• Information provided:
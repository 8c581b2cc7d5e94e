use super::model::Node;

const WELL_KNOWN: [(&str, &str); 8] = [
    ("rdf", "http://www.w3.org/1999/02/22-rdf-syntax-ns#"),
    ("rdfs", "http://www.w3.org/2000/01/rdf-schema#"),
    ("owl", "http://www.w3.org/2002/07/owl#"),
    ("xsd", "http://www.w3.org/2001/XMLSchema#"),
    ("foaf", "http://xmlns.com/foaf/0.1/"),
    ("dc", "http://purl.org/dc/elements/1.1/"),
    ("dcterms", "http://purl.org/dc/terms/"),
    ("skos", "http://www.w3.org/2004/02/skos/core#"),
];

#[derive(Clone, Debug)]
pub struct PrefixMap {
    entries: Vec<(String, String)>,
}

impl Default for PrefixMap {
    fn default() -> Self {
        Self {
            entries: WELL_KNOWN
                .iter()
                .map(|(prefix, namespace)| ((*prefix).to_owned(), (*namespace).to_owned()))
                .collect(),
        }
    }
}

impl PrefixMap {
    pub fn declare(&mut self, prefix: &str, namespace: &str) {
        if namespace.is_empty() {
            return;
        }

        if let Some(entry) = self.entries.iter_mut().find(|(known, _)| known == prefix) {
            entry.1 = namespace.to_owned();
        } else {
            self.entries.push((prefix.to_owned(), namespace.to_owned()));
        }
    }

    /// Compacts `iri` with the longest matching namespace, if the remainder is a plain local name.
    pub fn qname_for(&self, iri: &str) -> Option<String> {
        self.entries
            .iter()
            .filter(|(_, namespace)| iri.starts_with(namespace.as_str()))
            .max_by_key(|(_, namespace)| namespace.len())
            .and_then(|(prefix, namespace)| {
                let local = &iri[namespace.len()..];
                is_local_name(local).then(|| format!("{prefix}:{local}"))
            })
    }

    pub fn iri_label(&self, iri: &str) -> String {
        self.qname_for(iri).unwrap_or_else(|| format!("<{iri}>"))
    }

    pub fn node_label(&self, node: &Node) -> String {
        match node {
            Node::Resource(iri) => self.iri_label(iri),
            Node::Blank(_) => "[]".to_owned(),
            Node::Literal { .. } => node.to_string(),
        }
    }
}

fn is_local_name(local: &str) -> bool {
    let mut chars = local.chars();
    let Some(first) = chars.next() else {
        return false;
    };

    (first.is_alphabetic() || first == '_')
        && chars.all(|ch| ch.is_alphanumeric() || matches!(ch, '_' | '-' | '.'))
}

#[cfg(test)]
mod tests {
    use super::*;

    #[test]
    fn compacts_with_longest_namespace() {
        let mut prefixes = PrefixMap::default();
        prefixes.declare("ex", "http://example.org/");
        prefixes.declare("exv", "http://example.org/vocab/");

        assert_eq!(
            prefixes.qname_for("http://example.org/vocab/name").as_deref(),
            Some("exv:name")
        );
        assert_eq!(
            prefixes.iri_label("http://www.w3.org/1999/02/22-rdf-syntax-ns#type"),
            "rdf:type"
        );
    }

    #[test]
    fn falls_back_to_bracketed_iri() {
        let prefixes = PrefixMap::default();
        assert_eq!(
            prefixes.iri_label("http://example.org/a/b"),
            "<http://example.org/a/b>"
        );
        assert_eq!(prefixes.node_label(&Node::blank("b0")), "[]");
        assert_eq!(prefixes.node_label(&Node::literal("42")), "42");
    }

    #[test]
    fn rejects_locals_that_are_not_names() {
        let mut prefixes = PrefixMap::default();
        prefixes.declare("ex", "http://example.org/");
        assert_eq!(prefixes.qname_for("http://example.org/"), None);
        assert_eq!(prefixes.qname_for("http://example.org/1abc"), None);
        assert_eq!(prefixes.qname_for("http://example.org/a/b"), None);
    }
}
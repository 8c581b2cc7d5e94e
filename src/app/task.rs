use std::panic::{self, AssertUnwindSafe};
use std::sync::mpsc::{self, Receiver, TryRecvError};
use std::thread;

use tracing::{debug, error};

use crate::distance::DistanceRow;
use crate::session::LoadedModel;

pub(in crate::app) enum TaskOutput {
    Loaded(LoadedModel),
    Distances { uri: String, rows: Vec<DistanceRow> },
}

pub(in crate::app) enum TaskPoll {
    Pending,
    Finished(Result<TaskOutput, String>),
}

/// A single job running on a worker thread; the UI polls it every frame.
pub(in crate::app) struct BackgroundTask {
    message: String,
    rx: Receiver<Result<TaskOutput, String>>,
}

impl BackgroundTask {
    pub(in crate::app) fn spawn<F>(message: impl Into<String>, job: F) -> Self
    where
        F: FnOnce() -> anyhow::Result<TaskOutput> + Send + 'static,
    {
        let message = message.into();
        let (tx, rx) = mpsc::channel();
        debug!(task = %message, "starting background task");

        thread::spawn(move || {
            let result = match panic::catch_unwind(AssertUnwindSafe(job)) {
                Ok(Ok(output)) => Ok(output),
                Ok(Err(error)) => Err(format!("{error:#}")),
                Err(_) => {
                    error!("background task panicked");
                    Err("Background task panicked".to_owned())
                }
            };
            let _ = tx.send(result);
        });

        Self { message, rx }
    }

    pub(in crate::app) fn message(&self) -> &str {
        &self.message
    }

    pub(in crate::app) fn poll(&self) -> TaskPoll {
        match self.rx.try_recv() {
            Ok(result) => TaskPoll::Finished(result),
            Err(TryRecvError::Empty) => TaskPoll::Pending,
            Err(TryRecvError::Disconnected) => TaskPoll::Finished(Err(
                "Background worker disconnected".to_owned(),
            )),
        }
    }
}

#[cfg(test)]
mod tests {
    use std::time::{Duration, Instant};

    use anyhow::Context;

    use super::*;

    fn wait(task: &BackgroundTask) -> Result<TaskOutput, String> {
        let deadline = Instant::now() + Duration::from_secs(10);
        loop {
            if let TaskPoll::Finished(result) = task.poll() {
                return result;
            }
            assert!(Instant::now() < deadline, "task never finished");
            thread::sleep(Duration::from_millis(5));
        }
    }

    #[test]
    fn results_come_back_through_the_channel() {
        let task = BackgroundTask::spawn("Computing", || {
            Ok(TaskOutput::Distances {
                uri: "memory:test".to_owned(),
                rows: Vec::new(),
            })
        });
        assert_eq!(task.message(), "Computing");

        match wait(&task) {
            Ok(TaskOutput::Distances { uri, rows }) => {
                assert_eq!(uri, "memory:test");
                assert!(rows.is_empty());
            }
            _ => panic!("unexpected task result"),
        }
    }

    #[test]
    fn errors_keep_their_context() {
        let task = BackgroundTask::spawn("Loading", || {
            let failed: anyhow::Result<TaskOutput> = Err(anyhow::anyhow!("no such file"));
            failed.context("failed to load data.rdf")
        });

        let message = wait(&task).err().unwrap();
        assert!(message.contains("failed to load data.rdf"));
        assert!(message.contains("no such file"));
    }

    #[test]
    fn panics_are_reported_as_errors() {
        let task = BackgroundTask::spawn("Loading", || -> anyhow::Result<TaskOutput> {
            panic!("worker blew up")
        });

        assert_eq!(wait(&task).err().unwrap(), "Background task panicked");
    }
}
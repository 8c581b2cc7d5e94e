pub fn truncate_label(label: &str, max_chars: usize) -> String {
    if label.chars().count() <= max_chars {
        return label.to_owned();
    }

    let mut truncated = label
        .chars()
        .take(max_chars.saturating_sub(1))
        .collect::<String>();
    truncated.push('…');
    truncated
}

pub fn format_distance(value: Option<f64>) -> String {
    match value {
        Some(value) => format!("{value:.3}"),
        None => "∞".to_owned(),
    }
}

/// Last path or fragment segment of an IRI, for window titles.
pub fn short_name(uri: &str) -> &str {
    uri.trim_end_matches(['/', '#'])
        .rsplit(['/', '#', '\\'])
        .next()
        .filter(|name| !name.is_empty())
        .unwrap_or(uri)
}
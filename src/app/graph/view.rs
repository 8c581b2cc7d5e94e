use eframe::egui::{self, Align2, Color32, FontId, Sense, Stroke, Ui, vec2};

use crate::layout::Layout;

use super::super::ViewModel;
use super::super::render_utils::{
    HOVER_COLOR, PICKED_COLOR, blend_color, circle_visible, draw_background, draw_directed_edge,
    edge_visible, kind_color,
};
use super::interaction::Hit;

impl ViewModel {
    pub(in crate::app) fn draw_graph(&mut self, ui: &mut Ui) {
        let (rect, response) = ui.allocate_exact_size(ui.available_size(), Sense::click_and_drag());
        self.viewport = Some(rect);
        let painter = ui.painter_at(rect);

        if self.session.step_layout() {
            ui.ctx().request_repaint();
        }

        self.handle_graph_zoom(ui, rect, &response);

        let screen = self.screen_positions(rect);
        let vertex_dragged = self.handle_vertex_drag(ui, &response, &screen);
        if !vertex_dragged {
            self.handle_graph_pan(&response);
        }
        self.handle_click(&response, &screen);

        // Positions may have moved during interaction.
        let screen = self.screen_positions(rect);
        draw_background(&painter, rect, &self.transform);

        let hovered = response
            .hover_pos()
            .and_then(|pointer| self.hit_test(&screen, pointer));
        if hovered.is_some() {
            ui.output_mut(|output| {
                output.cursor_icon = egui::CursorIcon::PointingHand;
            });
        }

        let graph = self.session.graph();
        let picked_vertices = self.session.picked_vertices();
        let picked_edges = self.session.picked_edges();
        let radius = self.vertex_radius();
        let zoom_sqrt = self.transform.scale.sqrt();
        let label_font = FontId::proportional(11.0);

        for edge in graph.edges() {
            let (subject, object) = graph.endpoints(edge);
            let (Some(start), Some(end)) = (screen[subject.index()], screen[object.index()]) else {
                continue;
            };
            if !edge_visible(rect, start, end, radius) {
                continue;
            }

            let is_picked = picked_edges.is_picked(edge);
            let is_hovered = matches!(hovered, Some(Hit::Edge(hovered)) if hovered == edge);
            let (width, color) = if is_picked {
                ((2.4 * zoom_sqrt).clamp(1.4, 4.4), PICKED_COLOR)
            } else if is_hovered {
                ((1.8 * zoom_sqrt).clamp(1.2, 3.6), HOVER_COLOR)
            } else {
                (
                    (1.1 * zoom_sqrt).clamp(0.6, 2.8),
                    Color32::from_rgba_unmultiplied(150, 160, 172, 190),
                )
            };

            if subject == object {
                painter.circle_stroke(
                    start + vec2(0.0, -radius * 1.6),
                    radius * 0.9,
                    Stroke::new(width, color),
                );
            } else {
                draw_directed_edge(&painter, start, end, radius, Stroke::new(width, color));
            }

            if self.show_edge_labels || is_picked || is_hovered {
                painter.text(
                    start + (end - start) * 0.5,
                    Align2::CENTER_BOTTOM,
                    graph.edge_label(edge),
                    label_font.clone(),
                    Color32::from_gray(200),
                );
            }
        }

        for vertex in graph.vertices() {
            let Some(position) = screen[vertex.index()] else {
                continue;
            };
            if !circle_visible(rect, position, radius) {
                continue;
            }

            let is_picked = picked_vertices.is_picked(vertex);
            let is_hovered = matches!(hovered, Some(Hit::Vertex(hovered)) if hovered == vertex);
            let base = kind_color(graph.node(vertex).kind());
            let color = if is_hovered {
                blend_color(base, HOVER_COLOR, 0.55)
            } else {
                base
            };

            painter.circle_filled(position, radius, color);
            let outline = if is_picked {
                Stroke::new(2.6, PICKED_COLOR)
            } else {
                Stroke::new(1.0, Color32::from_rgba_unmultiplied(15, 15, 15, 190))
            };
            painter.circle_stroke(position, radius, outline);

            if is_picked || is_hovered || self.transform.scale > 0.7 {
                painter.text(
                    position + vec2(radius + 4.0, 0.0),
                    Align2::LEFT_CENTER,
                    graph.vertex_label(vertex),
                    label_font.clone(),
                    Color32::from_gray(238),
                );
            }
        }

        if let Some(hit) = hovered {
            let text = match hit {
                Hit::Vertex(vertex) => graph.node(vertex).to_string(),
                Hit::Edge(edge) => {
                    let (subject, object) = graph.endpoints(edge);
                    format!(
                        "{}  {}  {}",
                        graph.vertex_label(subject),
                        graph.edge_label(edge),
                        graph.vertex_label(object)
                    )
                }
            };
            painter.text(
                rect.left_top() + vec2(10.0, 10.0),
                Align2::LEFT_TOP,
                text,
                FontId::proportional(13.0),
                Color32::from_gray(240),
            );
        }

        if response.dragged() || !self.session.layout().is_done() {
            ui.ctx().request_repaint();
        }
    }
}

• Instructions for the task: Say how many lines in the data include the string "spawn", giving the number alone.

• Reply: 5